Normally this wouldn’t be an issue. Coming from Unix it seems pretty annoying, but livable. A problem arises however when a filesystem is shared between Windows and an OS which will happily create files using the full range of names allowed by POSIX (in practice this means most operating systems other than Windows) .

Say some unsuspecting user (cough) is using [[NTFS-3G]] to access NTFS filesystems from Linux; by default it doesn’t restrict the filenames allowed to the Windows-safe subset.

Well, I have ((Or rather ‘had’ – it’s all been renamed for Windows-safety now)) a lot of music filed away such that the file is named after the title of the track, and a handful of tracks include characters which are verboten under Windows – most commonly a colon or a question mark. It took quite a while to figure out why a lot of my music seemed to be mysteriously inaccessible from Windows – and wouldn’t it be nice if there were some way to get to them, even if just to rename them? Well apparently “all the files are accessible if SFU is installed on Windows”. There’s only one problem with that: Interix/SFU isn’t available for [[Windows_XP_Professional_x64_Edition|the version of Windows I’m using]]. Sigh

What Next?

Clearly Windows itself is capable of dealing with the full range of filenames, otherwise Interix wouldn’t be able to use them. Is there any way for the Windows API to access this capability? Investigations reveal the existance of a promising-sounding flag to CreateFile: FILE_FLAG_POSIX_SEMANTICS. This flag’s description doesn’t agree with its name – the description only talks about case sensitivity. Is that an oversight in the description, or a poor choice of name? Further investigations require a small detour…

At some point Microsoft decided that the ability to have files whose names differ only in case could be dangerously confusing for some of the extant Windows software (think antiviruses trying to scan MALWARE.dll vs. malware.dll), so case sensitivity is disabled by default across the board. It can be enabled for subsystems other than the Windows API, and for the Windows API using FILE_FLAG_POSIX_SEMANTICS, by setting a registry key:

Under HKEY_LOCAL_MACHINE\SYSTEM\CurrentControlSet\Control\Session Manager\kernel, there needs to be a DWORD called ObCaseInsensitive, with the value ‘0’.

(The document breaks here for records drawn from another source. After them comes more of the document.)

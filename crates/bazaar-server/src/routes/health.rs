//! Liveness probe

use bazaar_infrastructure::AppContext;
use rocket::serde::json::Json;
use rocket::{Route, State, get, routes};
use serde_json::{Value, json};

#[get("/health")]
pub fn health(context: &State<AppContext>) -> Json<Value> {
    Json(json!({
        "status": "ok",
        "environment": context.config().environment.to_string(),
    }))
}

pub fn routes() -> Vec<Route> {
    routes![health]
}
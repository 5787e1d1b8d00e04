//! Domain Entities
//!
//! | Entity | Description |
//! |--------|-------------|
//! | [`User`] | Full credential store record, including the password hash |
//! | [`UserProfile`] | Hash-free projection used for sessions and API responses |

/// User records and projections
pub mod user;

pub use user::{NewUser, User, UserId, UserProfile, UserUpdate};
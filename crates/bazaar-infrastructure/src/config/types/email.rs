//! Outbound email configuration

use serde::{Deserialize, Serialize};

use crate::constants::DEFAULT_EMAIL_FROM;

/// Email delivery backend
#[derive(Debug, Clone, Copy, PartialEq, Eq, Default, Serialize, Deserialize)]
#[serde(rename_all = "lowercase")]
pub enum EmailProvider {
    /// Write messages to the log only
    #[default]
    Log,
    /// POST messages to an HTTP email API
    Http,
}

/// Outbound email configuration
#[derive(Debug, Clone, Serialize, Deserialize)]
#[serde(default)]
pub struct EmailConfig {
    pub provider: EmailProvider,

    /// Sender address
    pub from: String,

    /// Email API endpoint, required for the `http` provider
    pub endpoint: Option<String>,

    /// Bearer token for the email API
    pub api_key: Option<String>,
}

impl Default for EmailConfig {
    fn default() -> Self {
        Self {
            provider: EmailProvider::Log,
            from: DEFAULT_EMAIL_FROM.to_string(),
            endpoint: None,
            api_key: None,
        }
    }
}
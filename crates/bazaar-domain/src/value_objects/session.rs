//! Session value objects

use std::time::Duration;

use serde::{Deserialize, Serialize};
use tokio::time::Instant;

use crate::entities::{UserId, UserProfile};
use crate::value_objects::Role;

/// Verified payload of a session token
///
/// `iat` and `exp` are Unix timestamps in seconds.
#[derive(Debug, Clone, PartialEq, Eq, Serialize, Deserialize)]
pub struct SessionClaims {
    #[serde(rename = "userId")]
    pub user_id: UserId,
    pub email: String,
    pub role: Role,
    pub iat: i64,
    pub exp: i64,
}

/// Verified payload of a password reset token
#[derive(Debug, Clone, PartialEq, Eq, Serialize, Deserialize)]
pub struct ResetClaims {
    #[serde(rename = "userId")]
    pub user_id: UserId,
    pub email: String,
    pub iat: i64,
    pub exp: i64,
}

/// A user snapshot held by the session cache
///
/// Ages against the tokio clock, so a paused runtime controls freshness.
#[derive(Debug, Clone)]
pub struct CachedSession {
    pub user: UserProfile,
    pub fetched_at: Instant,
}

impl CachedSession {
    /// Snapshot taken now
    pub fn new(user: UserProfile) -> Self {
        Self {
            user,
            fetched_at: Instant::now(),
        }
    }

    /// Fresh iff strictly less than `ttl` has elapsed since the fetch
    pub fn is_fresh(&self, ttl: Duration) -> bool {
        self.fetched_at.elapsed() < ttl
    }
}
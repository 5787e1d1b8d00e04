//! Server initialization
//!
//! Loads configuration, installs logging, builds the application context and
//! launches Rocket on the configured address.

use std::path::Path;

use bazaar_infrastructure::config::{AppConfig, ConfigLoader};
use bazaar_infrastructure::init_app;
use bazaar_infrastructure::logging::init_logging;
use tracing::info;

use crate::builder::build_rocket;

/// Run the Bazaar server until shutdown
pub async fn run(config_path: Option<&Path>) -> Result<(), Box<dyn std::error::Error>> {
    let config = load_config(config_path)?;
    init_logging(&config.logging)?;

    info!(
        environment = %config.environment,
        host = %config.server.host,
        port = config.server.port,
        "Starting Bazaar server"
    );

    let host = config.server.host.clone();
    let port = config.server.port;
    let context = init_app(config).await?;

    let figment = rocket::Config::figment()
        .merge(("address", host))
        .merge(("port", port));
    build_rocket(context).configure(figment).launch().await?;

    info!("Bazaar server stopped");
    Ok(())
}

fn load_config(config_path: Option<&Path>) -> Result<AppConfig, Box<dyn std::error::Error>> {
    let loader = match config_path {
        Some(path) => ConfigLoader::new().with_config_path(path),
        None => ConfigLoader::new(),
    };
    Ok(loader.load()?)
}
//! # Bazaar HTTP Server
//!
//! Rocket front end for the authentication core.
//!
//! | Module | Description |
//! |--------|-------------|
//! | [`guard`] | Route guard policy and the request fairing that applies it |
//! | [`session`] | Request guards exposing the session token and resolved user |
//! | [`cookies`] | Session cookie construction and removal |
//! | [`routes`] | Auth API, admin API, pages and health check |
//! | [`builder`] | Assembles the Rocket instance around an [`AppContext`] |
//! | [`init`] | Process entry point: config, logging, bootstrap, launch |
//!
//! [`AppContext`]: bazaar_infrastructure::AppContext

pub mod builder;
pub mod constants;
pub mod cookies;
pub mod guard;
pub mod init;
pub mod response;
pub mod routes;
pub mod session;

pub use builder::build_rocket;
pub use guard::{GuardDecision, RouteGuard, evaluate};
pub use init::run;
pub use session::{OptionalUser, SessionToken};
//! Domain layer constants
//!
//! Lifetimes, cookie naming, route classification lists and the user-facing
//! literals shared by the application and server layers. Infrastructure
//! defaults (config file names, env prefixes) live in the infrastructure crate.

// ============================================================================
// TOKEN AND SESSION LIFETIMES
// ============================================================================

/// Session token lifetime in seconds (7 days)
pub const SESSION_TOKEN_LIFETIME_SECS: u64 = 7 * 24 * 60 * 60;

/// Password reset token lifetime in seconds (1 hour)
pub const RESET_TOKEN_LIFETIME_SECS: u64 = 60 * 60;

/// Freshness window for cached session snapshots (5 minutes)
pub const SESSION_CACHE_TTL_SECS: u64 = 5 * 60;

/// Default bcrypt work factor for new password hashes
pub const DEFAULT_BCRYPT_COST: u32 = 12;

// ============================================================================
// COOKIE
// ============================================================================

/// Name of the cookie that carries the session token
pub const AUTH_COOKIE_NAME: &str = "auth-token";

/// Cookie max-age in seconds, equal to the token lifetime
pub const AUTH_COOKIE_MAX_AGE_SECS: i64 = 7 * 24 * 60 * 60;

// ============================================================================
// ROUTE CLASSIFICATION
// ============================================================================

/// Site root, always public
pub const HOME_PATH: &str = "/";

/// Login page
pub const LOGIN_PATH: &str = "/login";

/// Query parameter carrying the post-login destination
pub const REDIRECT_QUERY_PARAM: &str = "redirect";

/// Paths reachable without a session (segment-prefix match)
pub const PUBLIC_PATHS: &[&str] = &[
    "/login",
    "/register",
    "/forgot-password",
    "/reset-password",
    "/auth/callback",
    "/services",
    "/about",
];

/// Paths that need a session cookie (segment-prefix match)
pub const PROTECTED_PATHS: &[&str] = &["/booking", "/orders", "/profile", "/admin", "/provider"];

/// Prefix of the administrator area
pub const ADMIN_PATH_PREFIX: &str = "/admin";

/// Prefix of the service provider area
pub const PROVIDER_PATH_PREFIX: &str = "/provider";

// ============================================================================
// USER-FACING MESSAGES
// ============================================================================

/// Answer to every forgot-password request, known email or not
pub const FORGOT_PASSWORD_MESSAGE: &str =
    "If an account with this email exists, you will receive a password reset email.";

/// Successful logout
pub const LOGOUT_MESSAGE: &str = "Logged out successfully";

/// Logout of a request that carried no session cookie
pub const LOGOUT_NO_TOKEN_MESSAGE: &str = "Logged out successfully (no token found)";

/// Successful password reset or update
pub const PASSWORD_UPDATED_MESSAGE: &str = "Password updated successfully";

…having set that key and rebooted, the FILE_FLAG_POSIX_SEMANTICS flag should now have an effect. A quick Python test confirms this:

f1=win32file.CreateFile('foo', win32file.GENERIC_WRITE, 0, None, win32file.CREATE_NEW, win32file.FILE_FLAG_POSIX_SEMANTICS, None)
f2=win32file.CreateFile('FOO', win32file.GENERIC_WRITE, 0, None, win32file.CREATE_NEW, win32file.FILE_FLAG_POSIX_SEMANTICS, None)

Both files are created successfully, and can be seen in Windows Explorer, though it can’t differentiate between them.

So, now we get to find out whether that flag really does allow POSIX semantics as its name suggests, or if the description is correct and all this was for nothing:

f3=win32file.CreateFile('foo?', win32file.GENERIC_WRITE, 0, None, win32file.CREATE_NEW, win32file.FILE_FLAG_POSIX_SEMANTICS, None)

Result: error: (123, 'CreateFile', 'The filename, directory name, or volume label syntax is incorrect.')

Damn.

Update:

Cygwin 1.7 claims to support case sensitivity with the appropriate registry key set, and also the full range of characters in filenames. Since Cygwin does use the Native API for some of its operations, I dared to hope that perhaps they’d performed some black magic to get this to work properly. Sadly, attempting to read an existing file with a question mark in the name leads to the response ‘cannot access <filename>: No such file or directory‘, so I guess they’re just faking it.